Монастырь - Вагант Игорь (бесплатные полные книги .TXT) 📗
В дверь чуть слышно постучали.
Повинуясь кивку графа, Орнворт поднялся с кресла.
– Кто там? – крикнул он.
В дверях показалась фигура стражника.
– Сотник Модрон только что проехал через Дармские Клыки.
Тэлфрин и Орнворт переглянулись.
– Да поможет мне матерь Боанн, – пробормотал граф.
* * *
Гвендилена быстро шла по бесконечным коридорам Килгеррана, закусив губу и едва сдерживаясь, чтобы не расхохотаться во все горло. Такие перепалки с мейстером Орнвортом случались у нее постоянно. Старик сердился, стучал по полу клюкой и иногда топал ногами, но ее никогда не оставляло ощущение, что на самом деле он вовсе не злится, а даже получает некое удовольствие от споров со своей новой ученицей.
– Постичь божественные замыслы не дано никому, – вещал Орнворт, для пущей убедительности задрав кверху указательный палец, – так как цели богов и их природа суть одно и тоже.
Гвендилена слегка приподняла правую бровь. Она давно заметила, что ее наставника такая мимика несколько раздражает, может быть потому, что сам он этой способности был лишен.
– Ибо незнание наше, – продолжил Орнворт, – увеличивается многократно в зависимости от увеличения знания…

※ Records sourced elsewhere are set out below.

use crate::error::ForecastError;
use crate::model::StepModel;
use crate::types::{FeatureVector, Window, MAX_PREDICT_STEPS, NUM_FEATURES};

/// One predicted future step, still in normalized space.
#[derive(Debug, Clone, Copy, PartialEq)]
pub struct ForecastStep {
    /// 1-based, step 1 is the nearest future.
    pub step: usize,
    /// Predicted lat/lon with speed and heading carried over from the window.
    pub normalized: FeatureVector,
}

impl ForecastStep {
    pub fn latlon(&self) -> (f64, f64) {
        (self.normalized[0], self.normalized[1])
    }
}

/// Rolls `model` forward `steps` times from `seed`.
///
/// Only latitude and longitude are taken from the model; speed and heading of
/// each synthesized row are copied from the newest row of the current window.
/// Any model failure aborts the whole rollout with no partial result.
pub fn forecast(
    model: &dyn StepModel,
    seed: &Window,
    steps: usize,
) -> Result<Vec<ForecastStep>, ForecastError> {
    if steps == 0 {
        return Err(ForecastError::InvalidHorizon);
    }

    let mut window = *seed;
    let mut out = Vec::with_capacity(steps.min(MAX_PREDICT_STEPS));
    for step in 1..=steps {
        let pred = model
            .predict_one_step(&window)
            .map_err(|e| ForecastError::ModelInference(format!("step {}: {:#}", step, e)))?;
        let (lat, lon) = position_from_output(&pred)
            .map_err(|msg| ForecastError::ModelInference(format!("step {}: {}", step, msg)))?;

        let carried = window.last();
        let next = [lat, lon, carried[2], carried[3]];
        out.push(ForecastStep {
            step,
            normalized: next,
        });
        window.push(next);
    }
    Ok(out)
}

fn position_from_output(pred: &[f64]) -> Result<(f64, f64), String> {
    if pred.len() != 2 && pred.len() != NUM_FEATURES {
        return Err(format!(
            "model returned {} values, expected 2 or {}",
            pred.len(),
            NUM_FEATURES
        ));
    }
    if pred.iter().any(|v| !v.is_finite()) {
        return Err(format!("model returned non-finite output {:?}", pred));
    }
    Ok((pred[0], pred[1]))
}

#[cfg(test)]
mod tests {
    use super::*;
    use anyhow::{anyhow, Result};
    use std::sync::atomic::{AtomicUsize, Ordering};

    fn seed() -> Window {
        Window::new([
            [0.10, 0.20, 0.50, 0.25],
            [0.11, 0.21, 0.55, 0.30],
            [0.12, 0.22, 0.60, 0.35],
        ])
    }

    fn step_north(w: &Window) -> (f64, f64) {
        (w.last()[0] + 0.01, w.last()[1])
    }

    #[test]
    fn test_returns_exactly_requested_steps() {
        let model = |w: &Window| -> Result<Vec<f64>> {
            let (lat, lon) = step_north(w);
            Ok(vec![lat, lon])
        };
        for steps in [1, 5, 12] {
            let out = forecast(&model, &seed(), steps).unwrap();
            assert_eq!(out.len(), steps);
            for (i, s) in out.iter().enumerate() {
                assert_eq!(s.step, i + 1);
            }
        }
    }

    #[test]
    fn test_rollout_feeds_predictions_back() {
        let model = |w: &Window| -> Result<Vec<f64>> {
            let (lat, lon) = step_north(w);
            Ok(vec![lat, lon])
        };
        let out = forecast(&model, &seed(), 3).unwrap();
        assert!((out[0].latlon().0 - 0.13).abs() < 1e-12);
        assert!((out[1].latlon().0 - 0.14).abs() < 1e-12);
        assert!((out[2].latlon().0 - 0.15).abs() < 1e-12);
    }

    #[test]
    fn test_speed_and_heading_carried_forward() {
        // model tries to change speed and heading; they must be ignored
        let model = |w: &Window| -> Result<Vec<f64>> {
            let (lat, lon) = step_north(w);
            Ok(vec![lat, lon, 0.99, 0.99])
        };
        for s in forecast(&model, &seed(), 4).unwrap() {
            assert_eq!(s.normalized[2], 0.60);
            assert_eq!(s.normalized[3], 0.35);
        }
    }

    #[test]
    fn test_output_width_does_not_matter() {
        let narrow = |w: &Window| -> Result<Vec<f64>> {
            let (lat, lon) = step_north(w);
            Ok(vec![lat, lon])
        };
        let wide = |w: &Window| -> Result<Vec<f64>> {
            let (lat, lon) = step_north(w);
            Ok(vec![lat, lon, -7.0, 123.0])
        };
        assert_eq!(
            forecast(&narrow, &seed(), 5).unwrap(),
            forecast(&wide, &seed(), 5).unwrap()
        );
    }

    #[test]
    fn test_failure_mid_rollout_returns_nothing() {
        let calls = AtomicUsize::new(0);
        let model = |w: &Window| -> Result<Vec<f64>> {
            if calls.fetch_add(1, Ordering::SeqCst) == 2 {
                return Err(anyhow!("session crashed"));
            }
            let (lat, lon) = step_north(w);
            Ok(vec![lat, lon])
        };
        match forecast(&model, &seed(), 5) {
            Err(ForecastError::ModelInference(msg)) => {
                assert!(msg.contains("step 3"), "{}", msg);
                assert!(msg.contains("session crashed"), "{}", msg);
            }
            other => panic!("expected ModelInference, got {:?}", other),
        }
    }

    #[test]
    fn test_unexpected_arity_is_inference_error() {
        let model = |_: &Window| -> Result<Vec<f64>> { Ok(vec![0.1, 0.2, 0.3]) };
        assert!(matches!(
            forecast(&model, &seed(), 2),
            Err(ForecastError::ModelInference(_))
        ));
        let model = |_: &Window| -> Result<Vec<f64>> { Ok(vec![f64::NAN, 0.2]) };
        assert!(matches!(
            forecast(&model, &seed(), 2),
            Err(ForecastError::ModelInference(_))
        ));
    }

    #[test]
    fn test_zero_steps_rejected() {
        let model = |_: &Window| -> Result<Vec<f64>> { Ok(vec![0.0, 0.0]) };
        assert!(matches!(
            forecast(&model, &seed(), 0),
            Err(ForecastError::InvalidHorizon)
        ));
    }

    #[test]
    fn test_horizon_past_the_capacity_hint_still_completes() {
        let model = |w: &Window| -> Result<Vec<f64>> {
            let (lat, lon) = step_north(w);
            Ok(vec![lat, lon])
        };
        let out = forecast(&model, &seed(), MAX_PREDICT_STEPS + 3).unwrap();
        assert_eq!(out.len(), MAX_PREDICT_STEPS + 3);
    }

    #[test]
    fn test_seed_window_not_mutated() {
        let model = |w: &Window| -> Result<Vec<f64>> {
            let (lat, lon) = step_north(w);
            Ok(vec![lat, lon])
        };
        let s = seed();
        forecast(&model, &s, 3).unwrap();
        assert_eq!(s, seed());
    }
}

– Как так? – спросила Гвен, зевнув.
Ну, грамота – это понятно, умение читать всегда пригодится, но она никак не могла взять в толк, зачем ей пытаются вбить в голову вещи, не имеющие никакого практического значения. В такие моменты она начинала скучать, принимаясь по сотому разу изучать одежду учителя – самое интересное, что имелось в серой каменной комнате с одной-единственной партой и деревянной скамьей.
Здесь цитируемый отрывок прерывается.